About Fogdog's Weight Loss

STARTING OVER (AGAIN)...

Through failure we learn to succeed! This is a blog about fighting back. It's about picking yourself up off the floor, dusting yourself off, and getting right back in there. It's about holding yourself accountable, having the right mindset, and learning to live a healthy lifestyle.

I have failed more times than I can count. I've reached a point in my life where I've decided that giving up is no longer an option. I've decided to devote 360 days toward my health and well being in the hopes that I can turn my life around.
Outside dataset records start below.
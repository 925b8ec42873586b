use std::fmt;
use std::io;
use std::path::{Path, PathBuf};

/// Coarse classification of metadata failures.
///
/// Callers use the class to decide whether a failure is logged and skipped
/// (everything except [`ErrorClass::Structural`] is item-scoped) and how it is
/// worded in reports.
#[derive(Clone, Copy, Debug, Eq, Hash, PartialEq)]
pub enum ErrorClass {
    /// The operation was refused for lack of permission.
    PermissionDenied,
    /// The filesystem or object does not support the operation.
    Unsupported,
    /// A system call was interrupted. Never surfaces from the retrying helpers.
    TransientInterrupt,
    /// The object disappeared between enumeration and inspection.
    VanishedTarget,
    /// The input itself is malformed.
    Structural,
    /// Anything else.
    Other,
}

impl ErrorClass {
    /// Classifies an [`io::Error`].
    #[must_use]
    pub fn of(error: &io::Error) -> Self {
        #[cfg(unix)]
        if let Some(code) = error.raw_os_error() {
            match code {
                libc::EPERM | libc::EACCES | libc::EROFS => return Self::PermissionDenied,
                libc::ENOTTY | libc::EOPNOTSUPP | libc::ENOSYS => return Self::Unsupported,
                #[cfg(any(target_os = "linux", target_os = "android"))]
                libc::ENODATA => return Self::Unsupported,
                #[cfg(not(any(target_os = "linux", target_os = "android")))]
                libc::ENOATTR => return Self::Unsupported,
                libc::EINTR => return Self::TransientInterrupt,
                libc::ENOENT | libc::ENOTDIR => return Self::VanishedTarget,
                _ => {}
            }
        }

        match error.kind() {
            io::ErrorKind::PermissionDenied | io::ErrorKind::ReadOnlyFilesystem => {
                Self::PermissionDenied
            }
            io::ErrorKind::Unsupported => Self::Unsupported,
            io::ErrorKind::Interrupted => Self::TransientInterrupt,
            io::ErrorKind::NotFound => Self::VanishedTarget,
            io::ErrorKind::InvalidInput | io::ErrorKind::InvalidData => Self::Structural,
            _ => Self::Other,
        }
    }

    /// Returns `true` when the failure only affects the object at hand.
    #[must_use]
    pub const fn is_item_scoped(self) -> bool {
        !matches!(self, Self::Structural)
    }
}

/// Error produced when capturing or restoring metadata fails.
#[derive(Debug)]
pub struct MetadataError {
    context: &'static str,
    path: PathBuf,
    source: io::Error,
}

impl MetadataError {
    /// Creates a new [`MetadataError`] from the supplied context, path, and source error.
    pub fn new(context: &'static str, path: &Path, source: io::Error) -> Self {
        Self {
            context,
            path: path.to_path_buf(),
            source,
        }
    }

    /// Returns the operation being performed when the error occurred.
    #[must_use]
    pub const fn context(&self) -> &'static str {
        self.context
    }

    /// Returns the path involved in the failing operation.
    #[must_use]
    pub fn path(&self) -> &Path {
        &self.path
    }

    /// Returns the underlying [`io::Error`] that triggered this failure.
    #[must_use]
    pub fn source_error(&self) -> &io::Error {
        &self.source
    }

    /// Classifies the underlying failure.
    #[must_use]
    pub fn class(&self) -> ErrorClass {
        ErrorClass::of(&self.source)
    }

    /// Consumes the error and returns its constituent parts.
    #[must_use]
    pub fn into_parts(self) -> (&'static str, PathBuf, io::Error) {
        (self.context, self.path, self.source)
    }
}

impl fmt::Display for MetadataError {
    fn fmt(&self, f: &mut fmt::Formatter<'_>) -> fmt::Result {
        write!(
            f,
            "failed to {} '{}': {}",
            self.context,
            self.path.display(),
            self.source
        )
    }
}

impl std::error::Error for MetadataError {
    fn source(&self) -> Option<&(dyn std::error::Error + 'static)> {
        Some(&self.source)
    }
}

/// Rejected attribute name.
#[derive(Clone, Debug, Eq, PartialEq, thiserror::Error)]
pub enum AttributeNameError {
    /// The name is empty.
    #[error("attribute name is empty")]
    Empty,
    /// The name starts with a NUL byte, which is reserved for internal keys.
    #[error("attribute name {0:?} uses the reserved NUL prefix")]
    Reserved(String),
}

impl From<AttributeNameError> for io::Error {
    fn from(error: AttributeNameError) -> Self {
        Self::new(io::ErrorKind::InvalidInput, error)
    }
}

/// Violation of the canonical entry order.
#[derive(Clone, Debug, Eq, PartialEq, thiserror::Error)]
pub enum OrderError {
    /// Two adjacent entries produce the same sort key.
    #[error("entries {index_a} and {index_b} share the sort key of {path:?}")]
    DuplicateKey {
        /// Index of the first entry.
        index_a: usize,
        /// Index of the second entry.
        index_b: usize,
        /// Lossy rendering of the shared path.
        path: String,
    },
    /// The entry at `index` sorts before its predecessor.
    #[error("entry {index} ({path:?}) is out of canonical order")]
    OutOfOrder {
        /// Index of the offending entry.
        index: usize,
        /// Lossy rendering of its path.
        path: String,
    },
}

impl OrderError {
    /// Every ordering violation is structural.
    #[must_use]
    pub const fn class(&self) -> ErrorClass {
        ErrorClass::Structural
    }
}
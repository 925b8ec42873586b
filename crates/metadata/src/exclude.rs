//! Per-object exclusion markers.
//!
//! A user excludes an object from backup by tagging the object itself:
//!
//! | platform | marker |
//! |----------|--------|
//! | Linux, Android, FreeBSD, NetBSD | attribute [`EXCLUDE_ATTRIBUTE`] present |
//! | macOS | attribute [`APPLE_EXCLUDE_ATTRIBUTE`] whose value contains [`APPLE_EXCLUDE_VALUE`] |
//! | FreeBSD, macOS | `UF_NODUMP` set in the flag word |
//!
//! Marking applies to that object only; an unmarked file inside an unmarked
//! directory is never excluded because of a marked sibling.

use crate::attributes::AttributeProvider;
use crate::entry::Entry;
use logging::log_debug;
use std::path::Path;

/// Attribute whose presence excludes an object.
pub const EXCLUDE_ATTRIBUTE: &str = "user.duplicacy_exclude";

/// Time Machine exclusion attribute.
pub const APPLE_EXCLUDE_ATTRIBUTE: &str = "com.apple.metadata:com_apple_backup_excludeItem";

/// Value fragment that marks [`APPLE_EXCLUDE_ATTRIBUTE`] as an exclusion.
pub const APPLE_EXCLUDE_VALUE: &[u8] = b"com.apple.backupd";

/// Returns `true` when `entry` carries the platform's exclusion marker.
///
/// Captured attributes and flags on `entry` are consulted first; when the
/// attributes were not captured the marker is read from `full_path` through
/// `provider`. Read failures count as "not excluded".
pub fn is_excluded<P: AttributeProvider + ?Sized>(
    provider: &P,
    full_path: &Path,
    entry: &Entry,
) -> bool {
    if nodump_excludes() && entry.platform_flags.is_some_and(|flags| flags & NODUMP != 0) {
        return true;
    }

    let name = marker_name();
    let value = match entry.attributes() {
        Some(attributes) => attributes.get(name).cloned(),
        None => match provider.get(full_path, name) {
            Ok(value) => value,
            Err(error) => {
                log_debug!(Exclude, "cannot read exclusion marker: {}", error);
                None
            }
        },
    };
    value.is_some_and(|value| marker_matches(&value))
}

#[cfg(target_os = "macos")]
const fn marker_name() -> &'static str {
    APPLE_EXCLUDE_ATTRIBUTE
}

#[cfg(not(target_os = "macos"))]
const fn marker_name() -> &'static str {
    EXCLUDE_ATTRIBUTE
}

#[cfg(target_os = "macos")]
fn marker_matches(value: &[u8]) -> bool {
    value
        .windows(APPLE_EXCLUDE_VALUE.len())
        .any(|window| window == APPLE_EXCLUDE_VALUE)
}

#[cfg(not(target_os = "macos"))]
const fn marker_matches(_value: &[u8]) -> bool {
    true
}

const NODUMP: u32 = crate::flags::bsd::UF_NODUMP;

const fn nodump_excludes() -> bool {
    cfg!(any(target_os = "freebsd", target_os = "macos"))
}

#[cfg(test)]
mod tests {
    use super::*;
    use crate::attributes::NoopAttributes;
    use crate::entry::{S_IFDIR, S_IFREG};

    #[test]
    fn captured_marker_excludes_the_object() {
        let marked = Entry::new("excludefile", S_IFREG | 0o644)
            .with_attributes([(marker_name(), APPLE_EXCLUDE_VALUE.to_vec())])
            .expect("valid name");
        assert!(is_excluded(&NoopAttributes, Path::new("/unused"), &marked));

        let plain = Entry::new("includefile", S_IFREG | 0o644)
            .with_attributes([("user.other", b"x".to_vec())])
            .expect("valid name");
        assert!(!is_excluded(&NoopAttributes, Path::new("/unused"), &plain));
    }

    #[test]
    fn unmarked_directory_is_included() {
        let entry = Entry::new("includedir", S_IFDIR | 0o755);
        assert!(!is_excluded(&NoopAttributes, Path::new("/unused"), &entry));
    }

    #[test]
    fn nodump_only_counts_where_the_platform_honours_it() {
        let mut entry = Entry::new("f", S_IFREG | 0o644);
        entry.platform_flags = Some(NODUMP);
        assert_eq!(
            is_excluded(&NoopAttributes, Path::new("/unused"), &entry),
            nodump_excludes()
        );
    }

    #[cfg(target_os = "macos")]
    #[test]
    fn apple_marker_requires_the_backupd_value() {
        assert!(marker_matches(b"bplist00_\x10\x11com.apple.backupd"));
        assert!(!marker_matches(b"something else"));
    }
}
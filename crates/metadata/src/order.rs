//! Canonical entry order.
//!
//! Every entry maps to a byte key built component by component. Each
//! component contributes `rank || name || 0x00`, where the rank is
//!
//! | rank | component |
//! |------|-----------|
//! | `0`  | final component of a non-directory |
//! | `1`  | final component of a directory |
//! | `2`  | an ancestor directory of the entry |
//!
//! and keys compare as unsigned bytes. Within one directory this lists the
//! files first, then the subdirectories themselves, then the contents of
//! those subdirectories. A directory therefore sorts strictly before all of
//! its descendants, and a name that is a prefix of a sibling's name sorts
//! first because of the terminator. Two sorted sequences over the same tree
//! can be merged linearly and the merge never visits a child before its
//! parent.
//!
//! For files `a`, `a-`, `a0` and a directory `a` holding `c` the order is
//! `a`, `a-`, `a0`, `a/`, `a/c`.

use crate::entry::Entry;
use crate::error::OrderError;
use std::cmp::Ordering;

const RANK_FILE: u8 = 0;
const RANK_DIRECTORY: u8 = 1;
const RANK_ANCESTOR: u8 = 2;
const TERMINATOR: u8 = 0;

/// Builds the comparison key for a relative path.
///
/// Empty components (doubled or trailing slashes) are ignored, so `a//b`
/// and `a/b` share a key. The empty path yields the empty key, which sorts
/// before everything else.
#[must_use]
pub fn sort_key(path: &[u8], is_dir: bool) -> Vec<u8> {
    let mut key = Vec::with_capacity(path.len() + 8);
    let mut components = path.split(|byte| *byte == b'/').filter(|c| !c.is_empty());
    let mut current = components.next();
    while let Some(component) = current {
        let next = components.next();
        let rank = match (next.is_some(), is_dir) {
            (true, _) => RANK_ANCESTOR,
            (false, true) => RANK_DIRECTORY,
            (false, false) => RANK_FILE,
        };
        key.push(rank);
        key.extend_from_slice(component);
        key.push(TERMINATOR);
        current = next;
    }
    key
}

/// Key of an entry.
#[must_use]
pub fn entry_key(entry: &Entry) -> Vec<u8> {
    sort_key(&entry.path, entry.is_dir())
}

/// Compares two entries in canonical order without allocating.
#[must_use]
pub fn compare(a: &Entry, b: &Entry) -> Ordering {
    compare_paths(&a.path, a.is_dir(), &b.path, b.is_dir())
}

/// Compares two paths in canonical order without allocating.
#[must_use]
pub fn compare_paths(a: &[u8], a_is_dir: bool, b: &[u8], b_is_dir: bool) -> Ordering {
    KeyBytes::new(a, a_is_dir).cmp(KeyBytes::new(b, b_is_dir))
}

/// Sorts `entries` canonically and verifies that no two keys collide.
pub fn sort_entries(entries: &mut [Entry]) -> Result<(), OrderError> {
    entries.sort_by(compare);
    check_canonical_order(entries)
}

/// Verifies that `entries` is strictly increasing in canonical order.
///
/// Equal keys are reported as [`OrderError::DuplicateKey`] rather than being
/// resolved by an arbitrary tie-break.
pub fn check_canonical_order(entries: &[Entry]) -> Result<(), OrderError> {
    for (index, pair) in entries.windows(2).enumerate() {
        match compare(&pair[0], &pair[1]) {
            Ordering::Less => {}
            Ordering::Equal => {
                return Err(OrderError::DuplicateKey {
                    index_a: index,
                    index_b: index + 1,
                    path: pair[1].display_path().into_owned(),
                });
            }
            Ordering::Greater => {
                return Err(OrderError::OutOfOrder {
                    index: index + 1,
                    path: pair[1].display_path().into_owned(),
                });
            }
        }
    }
    Ok(())
}

/// Lazily produced key bytes, identical to [`sort_key`].
struct KeyBytes<'a> {
    rest: &'a [u8],
    is_dir: bool,
    component: &'a [u8],
    rank: u8,
    position: Option<usize>,
}

impl<'a> KeyBytes<'a> {
    fn new(path: &'a [u8], is_dir: bool) -> Self {
        Self {
            rest: path,
            is_dir,
            component: &[],
            rank: RANK_FILE,
            position: None,
        }
    }

    fn advance(&mut self) -> bool {
        loop {
            if self.rest.is_empty() {
                return false;
            }
            let end = self
                .rest
                .iter()
                .position(|byte| *byte == b'/')
                .unwrap_or(self.rest.len());
            let component = &self.rest[..end];
            self.rest = self.rest.get(end + 1..).unwrap_or_default();
            if component.is_empty() {
                continue;
            }
            let has_more = self.rest.iter().any(|byte| *byte != b'/');
            self.rank = match (has_more, self.is_dir) {
                (true, _) => RANK_ANCESTOR,
                (false, true) => RANK_DIRECTORY,
                (false, false) => RANK_FILE,
            };
            self.component = component;
            self.position = Some(0);
            return true;
        }
    }
}

impl Iterator for KeyBytes<'_> {
    type Item = u8;

    fn next(&mut self) -> Option<u8> {
        if self.position.is_none() && !self.advance() {
            return None;
        }
        let position = self.position?;
        let byte = if position == 0 {
            self.rank
        } else if position <= self.component.len() {
            self.component[position - 1]
        } else {
            self.position = None;
            return Some(TERMINATOR);
        };
        self.position = Some(position + 1);
        Some(byte)
    }
}

impl PartialOrd for Entry {
    fn partial_cmp(&self, other: &Self) -> Option<Ordering> {
        Some(self.cmp(other))
    }
}

/// Canonical order on paths, then the remaining fields so that `Ord` stays
/// consistent with `Eq`.
impl Ord for Entry {
    fn cmp(&self, other: &Self) -> Ordering {
        compare(self, other)
            .then_with(|| self.mode.cmp(&other.mode))
            .then_with(|| self.size.cmp(&other.size))
            .then_with(|| self.mod_time.cmp(&other.mod_time))
            .then_with(|| self.uid.cmp(&other.uid))
            .then_with(|| self.gid.cmp(&other.gid))
            .then_with(|| self.platform_flags.cmp(&other.platform_flags))
            .then_with(|| self.start_chunk.cmp(&other.start_chunk))
            .then_with(|| self.start_offset.cmp(&other.start_offset))
            .then_with(|| self.link.cmp(&other.link))
            .then_with(|| self.attributes().cmp(&other.attributes()))
            .then_with(|| hardlink_rank(self).cmp(&hardlink_rank(other)))
            .then_with(|| self.identity.cmp(&other.identity))
    }
}

fn hardlink_rank(entry: &Entry) -> u8 {
    match entry.hardlink {
        crate::entry::HardlinkRole::None => 0,
        crate::entry::HardlinkRole::Canonical => 1,
        crate::entry::HardlinkRole::LinkTo => 2,
    }
}

#[cfg(test)]
mod tests {
    use super::*;
    use crate::entry::{S_IFDIR, S_IFREG};
    use proptest::prelude::*;

    fn file(path: &str) -> Entry {
        Entry::new(path, S_IFREG | 0o644)
    }

    fn dir(path: &str) -> Entry {
        Entry::new(path, S_IFDIR | 0o755)
    }

    fn render(entries: &[Entry]) -> Vec<String> {
        entries
            .iter()
            .map(|entry| {
                let mut path = entry.display_path().into_owned();
                if entry.is_dir() {
                    path.push('/');
                }
                path
            })
            .collect()
    }

    #[test]
    fn files_sort_before_same_named_directory_and_its_children() {
        let mut entries = vec![dir("a"), file("a/c"), file("a0"), file("a-"), file("a")];
        sort_entries(&mut entries).expect("distinct keys");
        assert_eq!(render(&entries), ["a", "a-", "a0", "a/", "a/c"]);
    }

    #[test]
    fn nested_tree_orders_levels_breadth_first_within_each_directory() {
        let expected = [
            "ab", "ab-", "ab0", "ab1", "ab+/", "ab2/", "ab3/", "ab+/c", "ab+/c+", "ab+/c1",
            "ab+/c-/", "ab+/c0/", "ab+/c-/d", "ab+/c0/d", "ab2/c", "ab3/c",
        ];
        let mut entries: Vec<Entry> = expected
            .iter()
            .rev()
            .map(|path| match path.strip_suffix('/') {
                Some(stripped) => dir(stripped),
                None => file(path),
            })
            .collect();
        sort_entries(&mut entries).expect("distinct keys");
        assert_eq!(render(&entries), expected);
    }

    #[test]
    fn lazy_comparison_matches_materialized_keys() {
        let paths = ["", "a", "a/b", "a//b", "ab", "a-b/c", "b/", "\u{ff}x"];
        for a in paths {
            for b in paths {
                for (a_dir, b_dir) in [(false, false), (true, false), (false, true), (true, true)] {
                    let expected = sort_key(a.as_bytes(), a_dir).cmp(&sort_key(b.as_bytes(), b_dir));
                    assert_eq!(
                        compare_paths(a.as_bytes(), a_dir, b.as_bytes(), b_dir),
                        expected,
                        "{a:?}/{a_dir} vs {b:?}/{b_dir}"
                    );
                }
            }
        }
    }

    #[test]
    fn duplicate_keys_are_a_structural_error() {
        let mut entries = vec![file("x"), file("y"), file("x")];
        let error = sort_entries(&mut entries).unwrap_err();
        assert!(matches!(error, OrderError::DuplicateKey { index_a: 0, index_b: 1, .. }));
    }

    #[test]
    fn out_of_order_input_is_reported() {
        let entries = vec![file("b"), file("a")];
        let error = check_canonical_order(&entries).unwrap_err();
        assert_eq!(
            error,
            OrderError::OutOfOrder {
                index: 1,
                path: "a".to_owned()
            }
        );
    }

    #[test]
    fn root_sentinel_sorts_first() {
        let mut entries = vec![file("a"), Entry::root(), dir("b")];
        sort_entries(&mut entries).expect("distinct keys");
        assert!(entries[0].is_root());
    }

    fn arb_entry() -> impl Strategy<Value = (String, bool)> {
        (
            prop::collection::vec(prop::sample::select(vec!["a", "b", "a-", "a0", "ab", "+"]), 1..4),
            any::<bool>(),
        )
            .prop_map(|(components, is_dir)| (components.join("/"), is_dir))
    }

    proptest! {
        #[test]
        fn comparator_is_antisymmetric_and_transitive(
            a in arb_entry(),
            b in arb_entry(),
            c in arb_entry(),
        ) {
            let cmp = |x: &(String, bool), y: &(String, bool)| {
                compare_paths(x.0.as_bytes(), x.1, y.0.as_bytes(), y.1)
            };
            prop_assert_eq!(cmp(&a, &b), cmp(&b, &a).reverse());
            if cmp(&a, &b) != Ordering::Greater && cmp(&b, &c) != Ordering::Greater {
                prop_assert_ne!(cmp(&a, &c), Ordering::Greater);
            }
        }

        #[test]
        fn parents_always_precede_children(
            (path, is_dir) in arb_entry(),
        ) {
            let child = format!("{path}/z");
            prop_assert_eq!(
                compare_paths(path.as_bytes(), true, child.as_bytes(), is_dir),
                Ordering::Less
            );
        }

        #[test]
        fn every_permutation_sorts_to_one_sequence(
            shuffle in Just(vec![
                "x", "x-", "x0", "x/y", "x/y/z", "x/y0", "y",
            ]).prop_shuffle(),
        ) {
            let build = |paths: &[&str]| -> Vec<Entry> {
                paths
                    .iter()
                    .map(|path| match *path {
                        "x/y" => dir(path),
                        _ => file(path),
                    })
                    .chain(std::iter::once(dir("x")))
                    .collect()
            };
            let mut shuffled = build(&shuffle);
            let mut reference = build(&["x", "x-", "x0", "x/y", "x/y/z", "x/y0", "y"]);
            sort_entries(&mut shuffled).expect("distinct keys");
            sort_entries(&mut reference).expect("distinct keys");
            prop_assert_eq!(render(&shuffled), render(&reference));
        }
    }
}
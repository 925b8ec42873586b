//! Linear merge of two canonically sorted entry sequences.

use crate::entry::Entry;
use crate::order::compare;
use std::cmp::Ordering;

/// One step of a merge between an old and a new sequence.
#[derive(Clone, Copy, Debug, Eq, PartialEq)]
pub enum DiffItem<'a> {
    /// Present only in the old sequence.
    Removed(&'a Entry),
    /// Present only in the new sequence.
    Added(&'a Entry),
    /// Present in both with differing metadata.
    Changed {
        /// Entry from the old sequence.
        old: &'a Entry,
        /// Entry from the new sequence.
        new: &'a Entry,
    },
    /// Present in both with identical metadata.
    Unchanged(&'a Entry),
}

impl<'a> DiffItem<'a> {
    /// The entry whose path this item describes.
    #[must_use]
    pub const fn entry(&self) -> &'a Entry {
        match *self {
            Self::Removed(entry) | Self::Added(entry) | Self::Unchanged(entry) => entry,
            Self::Changed { new, .. } => new,
        }
    }
}

/// Returns `true` when two entries at the same path carry the same metadata.
///
/// Size, modification time, mode, ownership, link target, payload words, flag
/// word and the attribute map are compared. The transient device/inode
/// identity is ignored.
#[must_use]
pub fn same_metadata(old: &Entry, new: &Entry) -> bool {
    old.size == new.size
        && old.mod_time == new.mod_time
        && old.mode == new.mode
        && old.uid == new.uid
        && old.gid == new.gid
        && old.link == new.link
        && old.hardlink == new.hardlink
        && old.start_chunk == new.start_chunk
        && old.start_offset == new.start_offset
        && old.platform_flags == new.platform_flags
        && old.attributes() == new.attributes()
}

/// Iterator produced by [`merge_diff`].
pub struct MergeDiff<'a> {
    old: &'a [Entry],
    new: &'a [Entry],
}

/// Walks two canonically sorted slices in lockstep.
///
/// Both inputs must satisfy [`crate::order::check_canonical_order`]. The
/// iterator yields items in canonical order, so a directory is always
/// reported before anything beneath it.
#[must_use]
pub fn merge_diff<'a>(old: &'a [Entry], new: &'a [Entry]) -> MergeDiff<'a> {
    MergeDiff { old, new }
}

impl<'a> Iterator for MergeDiff<'a> {
    type Item = DiffItem<'a>;

    fn next(&mut self) -> Option<Self::Item> {
        let old = self.old;
        let new = self.new;
        match (old.split_first(), new.split_first()) {
            (None, None) => None,
            (Some((removed, rest)), None) => {
                self.old = rest;
                Some(DiffItem::Removed(removed))
            }
            (None, Some((added, rest))) => {
                self.new = rest;
                Some(DiffItem::Added(added))
            }
            (Some((left, old_rest)), Some((right, new_rest))) => match compare(left, right) {
                Ordering::Less => {
                    self.old = old_rest;
                    Some(DiffItem::Removed(left))
                }
                Ordering::Greater => {
                    self.new = new_rest;
                    Some(DiffItem::Added(right))
                }
                Ordering::Equal => {
                    self.old = old_rest;
                    self.new = new_rest;
                    if same_metadata(left, right) {
                        Some(DiffItem::Unchanged(right))
                    } else {
                        Some(DiffItem::Changed {
                            old: left,
                            new: right,
                        })
                    }
                }
            },
        }
    }
}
Join me as I take the journey and try to stay on the path. Learn from me through my successes and failures, and help me learn from you. As one blog I am weak, but as a community we are very strong. Let's Succeed Together!

Friday, January 23, 2015

Day #19 - Junk Food Vampire

Today is the day when I finally broke through and made it through the whole day without feeling worn out and without eating unhealthy foods.  I wish I could say that about Day #19... but I can't.  I seem to be stuck in this never-ending cycle of great behavior by day and not so great behavior by night.  I'm starting to think maybe I'm a junk food vampire!  Still, I did eat healthy all day and got my water in.  Then we went out for dinner.  Just a burger, cheese fries, and salad, but certainly not what I should be eating. 

It's hard for me to continue to post day in and out about how I'm not eating healthy for the entire day, but I committed to blogging everyday no matter what.  I might have to change my blog name again to something like "The incredible snail journey" but I'm not giving up.  To be honest, and I know this is going to sound funny if you've ever read some of my old stuff, but I think this is the most successful I've ever been with losing weight.  Not by the scale mind you or by how well I'm sticking to my diet, but rather the simple fact that I haven't quit and don't have any plans to. 

I'm a black and white kind of guy; the light switch is either on or off.  In the past I would always start off great and for as many as 8 weeks the pounds would fly off.  Then I would have a bad day...and the switch was flipped.  From that point on it was only a matter of time before I was completely off the diet; usually in less than a week.  If you don't believe me, go back and look at some of my old posts.  Those big gaps in time... you got it, completely off the wagon and in the ditch. 

It was always like I was waiting for that first failure.  You know, that first failure that gives you an excuse to cheat a little more, then a little more until finally you have enough failures to give you an excuse to give up altogether only to come back 6 months later 30 pounds heavier.

This time I'm not in that mode.  This time it's more about making as much effort as possible each day.  This time the day ends and tomorrow starts all over again no matter how well or poorly I did.  This time 75% of the time is better than 50% and that's better than nothing.  The mindset is there, this is real.  It might take me 5 years, but I have to keep going, there is no more quitting.  Tomorrow I'm going to write a little about how I can measure my progress, and, oh yeah, I have to weigh in too!

Day #19 is in the books, time to focus on the big #20

Stay Strong!   

1 comment:

  1. If you ate healthy 75% of the day and exercised, that is forward movement man. Don't ever minimize progress. And I like that you don't think you gotta be skinny in 6 months. That takes a lot of pressure out of an already tough journey. You go FD!